• Work request: From the entries below, pull out each line where "crate" appears.

-------

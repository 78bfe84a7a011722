use std::env;
use std::path::PathBuf;

use tracing_subscriber::EnvFilter;

/// Process-level configuration read from the environment:
/// - `TIMETABLED_LOG`: tracing filter (falls back to `RUST_LOG`, then `info`)
/// - `TIMETABLED_WORKSPACE`: workspace to open at startup
#[derive(Debug, Clone)]
pub struct Config {
    pub log_filter: String,
    pub workspace: Option<PathBuf>,
}

impl Config {
    pub fn from_env() -> Self {
        Config {
            log_filter: env::var("TIMETABLED_LOG")
                .or_else(|_| env::var("RUST_LOG"))
                .unwrap_or_else(|_| "info".to_string()),
            workspace: env::var_os("TIMETABLED_WORKSPACE")
                .filter(|v| !v.is_empty())
                .map(PathBuf::from),
        }
    }
}

/// Logs go to stderr; stdout carries IPC responses only.
pub fn init_logging(config: &Config) {
    let filter = EnvFilter::try_new(&config.log_filter).unwrap_or_else(|_| EnvFilter::new("info"));
    let _ = tracing_subscriber::fmt()
        .with_env_filter(filter)
        .with_writer(std::io::stderr)
        .with_target(true)
        .try_init();
}
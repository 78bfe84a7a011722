use crate::backup;
use crate::ipc::error::{err, ok};
use crate::ipc::types::{AppState, Request};
use serde_json::json;
use std::path::PathBuf;
use tracing::info;

fn handle_backup_export(state: &mut AppState, req: &Request) -> serde_json::Value {
    let Some(workspace) = state.workspace.clone() else {
        return err(&req.id, "no_workspace", "select a workspace first", None);
    };
    let Some(out_path) = req
        .params
        .get("outPath")
        .and_then(|v| v.as_str())
        .map(PathBuf::from)
    else {
        return err(&req.id, "bad_params", "missing outPath", None);
    };

    match backup::export_workspace_bundle(&workspace, &out_path) {
        Ok(summary) => ok(
            &req.id,
            json!({
                "ok": true,
                "path": out_path.to_string_lossy(),
                "bundleFormat": summary.bundle_format,
                "dbSha256": summary.db_sha256,
            }),
        ),
        Err(e) => err(&req.id, "backup_failed", format!("{e:#}"), None),
    }
}

fn handle_backup_import(state: &mut AppState, req: &Request) -> serde_json::Value {
    let Some(workspace) = state.workspace.clone() else {
        return err(&req.id, "no_workspace", "select a workspace first", None);
    };
    let Some(in_path) = req
        .params
        .get("inPath")
        .and_then(|v| v.as_str())
        .map(PathBuf::from)
    else {
        return err(&req.id, "bad_params", "missing inPath", None);
    };

    // Close the current connection before the database file is swapped.
    state.db = None;
    let imported = backup::import_workspace_bundle(&in_path, &workspace);
    if let Err(e) = state.open_workspace(&workspace) {
        return err(&req.id, "db_open_failed", format!("{e:?}"), None);
    }
    match imported {
        Ok(summary) => {
            info!(bundle = %in_path.display(), "workspace restored from bundle");
            ok(
                &req.id,
                json!({
                    "ok": true,
                    "bundleFormat": summary.bundle_format,
                    "dbSha256": summary.db_sha256,
                }),
            )
        }
        Err(e) => err(&req.id, "backup_failed", format!("{e:#}"), None),
    }
}

pub fn try_handle(state: &mut AppState, req: &Request) -> Option<serde_json::Value> {
    match req.method.as_str() {
        "workspace.backup.export" => Some(handle_backup_export(state, req)),
        "workspace.backup.import" => Some(handle_backup_import(state, req)),
        _ => None,
    }
}
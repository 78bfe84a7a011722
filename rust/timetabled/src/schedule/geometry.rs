use serde::Serialize;

use super::error::ScheduleError;
use super::model::{ClockTime, Event};

/// Position of an event inside its starting hour row, in minutes.
#[derive(Debug, Clone, Copy, PartialEq, Eq, Serialize)]
#[serde(rename_all = "camelCase")]
pub struct Geometry {
    pub hour_row: u32,
    pub top_offset_minutes: u32,
    pub height_minutes: u32,
}

#[derive(Debug, Clone, Copy, PartialEq, Serialize)]
pub struct PixelBox {
    pub top: f64,
    pub height: f64,
}

impl Geometry {
    pub fn of(event: &Event) -> Result<Geometry, ScheduleError> {
        Geometry::from_span(&event.id, event.start_time, event.end_time)
    }

    /// Same-day spans only; `end` must be strictly after `start`.
    pub fn from_span(id: &str, start: ClockTime, end: ClockTime) -> Result<Geometry, ScheduleError> {
        let start_min = start.minutes_since_midnight();
        let end_min = end.minutes_since_midnight();
        if end_min <= start_min {
            return Err(ScheduleError::InvalidRange {
                id: id.to_string(),
                start,
                end,
            });
        }
        Ok(Geometry {
            hour_row: start.hour(),
            top_offset_minutes: start.minute(),
            height_minutes: end_min - start_min,
        })
    }

    pub fn to_pixels(&self, pixels_per_minute: f64) -> PixelBox {
        PixelBox {
            top: f64::from(self.top_offset_minutes) * pixels_per_minute,
            height: f64::from(self.height_minutes) * pixels_per_minute,
        }
    }

    /// Last hour row the event reaches into (exclusive end minute).
    pub fn last_hour_row(&self) -> u32 {
        (self.hour_row * 60 + self.top_offset_minutes + self.height_minutes - 1) / 60
    }
}

#[cfg(test)]
mod tests {
    use super::*;

    fn t(s: &str) -> ClockTime {
        ClockTime::parse(s).expect("time")
    }

    #[test]
    fn offset_is_minute_within_hour_and_height_is_duration() {
        let g = Geometry::from_span("a", t("09:15"), t("10:45")).expect("geometry");
        assert_eq!(g.hour_row, 9);
        assert_eq!(g.top_offset_minutes, 15);
        assert_eq!(g.height_minutes, 90);
        assert_eq!(g.last_hour_row(), 10);
    }

    #[test]
    fn reversed_range_is_invalid() {
        let res = Geometry::from_span("late", t("10:00"), t("09:00"));
        assert_eq!(
            res,
            Err(ScheduleError::InvalidRange {
                id: "late".into(),
                start: t("10:00"),
                end: t("09:00"),
            })
        );
    }

    #[test]
    fn zero_length_range_is_invalid() {
        let err = Geometry::from_span("z", t("10:00"), t("10:00")).unwrap_err();
        assert_eq!(err.code(), "invalid_range");
    }

    #[test]
    fn pixels_scale_linearly() {
        let g = Geometry::from_span("a", t("08:30"), t("09:20")).expect("geometry");
        assert_eq!(g.to_pixels(1.0), PixelBox { top: 30.0, height: 50.0 });
        assert_eq!(g.to_pixels(2.0), PixelBox { top: 60.0, height: 100.0 });
    }

    #[test]
    fn event_ending_on_the_hour_stays_in_previous_row() {
        let g = Geometry::from_span("a", t("09:00"), t("10:00")).expect("geometry");
        assert_eq!(g.last_hour_row(), 9);
    }
}
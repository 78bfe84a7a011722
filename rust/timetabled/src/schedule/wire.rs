//! Typed parsing boundary for schedule payloads coming from the backend.
//!
//! The backend has answered with several shapes over time; all of them are
//! normalized here into a flat list of [`SourceEvent`]s. Records that cannot
//! be read are rejected one by one; only an unrecognizable envelope fails the
//! whole payload.

use serde::{Deserialize, Serialize};
use serde_json::Value;
use std::collections::BTreeMap;

use super::error::ScheduleError;
use super::model::{ClockTime, SourceEvent};

/// A record excluded from processing, with the reason.
#[derive(Debug, Clone, PartialEq, Serialize)]
#[serde(rename_all = "camelCase")]
pub struct RejectedEvent {
    pub id: String,
    #[serde(skip_serializing_if = "Option::is_none")]
    pub day_label: Option<String>,
    pub code: &'static str,
    pub message: String,
}

impl RejectedEvent {
    pub fn new(id: &str, day_label: Option<&str>, error: &ScheduleError) -> Self {
        RejectedEvent {
            id: id.to_string(),
            day_label: day_label.map(|s| s.to_string()),
            code: error.code(),
            message: error.to_string(),
        }
    }
}

#[derive(Debug, Clone, Default)]
pub struct ParsedPayload {
    pub events: Vec<SourceEvent>,
    pub rejected: Vec<RejectedEvent>,
}

#[derive(Debug, Deserialize)]
#[serde(untagged)]
enum Envelope {
    Schedule { schedule: BTreeMap<String, Vec<Value>> },
    Data { data: Box<Envelope> },
    ByDay(BTreeMap<String, Vec<Value>>),
    Flat(Vec<Value>),
}

#[derive(Debug, Deserialize)]
#[serde(untagged)]
enum PersonName {
    Plain(String),
    Named { name: String },
}

#[derive(Debug, Deserialize)]
#[serde(rename_all = "camelCase")]
struct RawEvent {
    #[serde(default)]
    id: Option<Value>,
    #[serde(default)]
    day: Option<String>,
    #[serde(default, alias = "start")]
    start_time: Option<String>,
    #[serde(default, alias = "end")]
    end_time: Option<String>,
    #[serde(default, alias = "subjectName")]
    subject: Option<String>,
    #[serde(default, alias = "branch")]
    branch_id: Option<Value>,
    #[serde(default)]
    direction: Option<String>,
    #[serde(default, alias = "teachers")]
    teacher_names: Option<Vec<PersonName>>,
    #[serde(default, alias = "students")]
    student_names: Option<Vec<PersonName>>,
}

pub fn parse_payload(payload: &Value) -> Result<ParsedPayload, ScheduleError> {
    let envelope: Envelope = serde_json::from_value(payload.clone()).map_err(|_| {
        ScheduleError::InvalidPayload(
            "expected {schedule: {day: [..]}}, {data: ..}, a day map or an event array".into(),
        )
    })?;

    let mut labeled: Vec<(Option<String>, Value)> = Vec::new();
    collect(envelope, &mut labeled);

    let mut out = ParsedPayload::default();
    for (position, (map_label, value)) in labeled.into_iter().enumerate() {
        match read_event(position, map_label.as_deref(), value) {
            Ok(ev) => out.events.push(ev),
            Err(rejected) => out.rejected.push(rejected),
        }
    }
    Ok(out)
}

fn collect(envelope: Envelope, out: &mut Vec<(Option<String>, Value)>) {
    match envelope {
        Envelope::Schedule { schedule } | Envelope::ByDay(schedule) => {
            for (label, events) in schedule {
                out.extend(events.into_iter().map(|v| (Some(label.clone()), v)));
            }
        }
        Envelope::Data { data } => collect(*data, out),
        Envelope::Flat(events) => out.extend(events.into_iter().map(|v| (None, v))),
    }
}

fn read_event(
    position: usize,
    map_label: Option<&str>,
    value: Value,
) -> Result<SourceEvent, RejectedEvent> {
    let fallback_id = format!("evt-{}", position + 1);
    let raw: RawEvent = serde_json::from_value(value).map_err(|e| {
        RejectedEvent::new(
            &fallback_id,
            map_label,
            &ScheduleError::InvalidPayload(e.to_string()),
        )
    })?;

    let id = raw.id.as_ref().and_then(scalar_to_string).unwrap_or(fallback_id);
    let day_label = raw.day.or_else(|| map_label.map(|s| s.to_string()));
    let Some(day_label) = day_label else {
        return Err(RejectedEvent::new(
            &id,
            None,
            &ScheduleError::InvalidPayload("event has no day".into()),
        ));
    };

    let start_time = parse_time(&id, &day_label, raw.start_time.as_deref())?;
    let end_time = parse_time(&id, &day_label, raw.end_time.as_deref())?;

    Ok(SourceEvent {
        id,
        day_label,
        start_time,
        end_time,
        subject: raw.subject.unwrap_or_default(),
        branch_id: raw
            .branch_id
            .as_ref()
            .and_then(scalar_to_string)
            .unwrap_or_default(),
        direction: raw.direction.unwrap_or_default(),
        teacher_names: names(raw.teacher_names),
        student_names: names(raw.student_names),
    })
}

fn parse_time(id: &str, day_label: &str, raw: Option<&str>) -> Result<ClockTime, RejectedEvent> {
    ClockTime::parse(raw.unwrap_or(""))
        .map_err(|e| RejectedEvent::new(id, Some(day_label), &e))
}

fn scalar_to_string(v: &Value) -> Option<String> {
    match v {
        Value::String(s) => Some(s.clone()),
        Value::Number(n) => Some(n.to_string()),
        _ => None,
    }
}

fn names(list: Option<Vec<PersonName>>) -> Vec<String> {
    list.unwrap_or_default()
        .into_iter()
        .map(|p| match p {
            PersonName::Plain(s) => s,
            PersonName::Named { name } => name,
        })
        .collect()
}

-------

• Task result:
use crate::backup;
use crate::ipc::error::{err, ok};
use crate::ipc::types::{AppState, Request};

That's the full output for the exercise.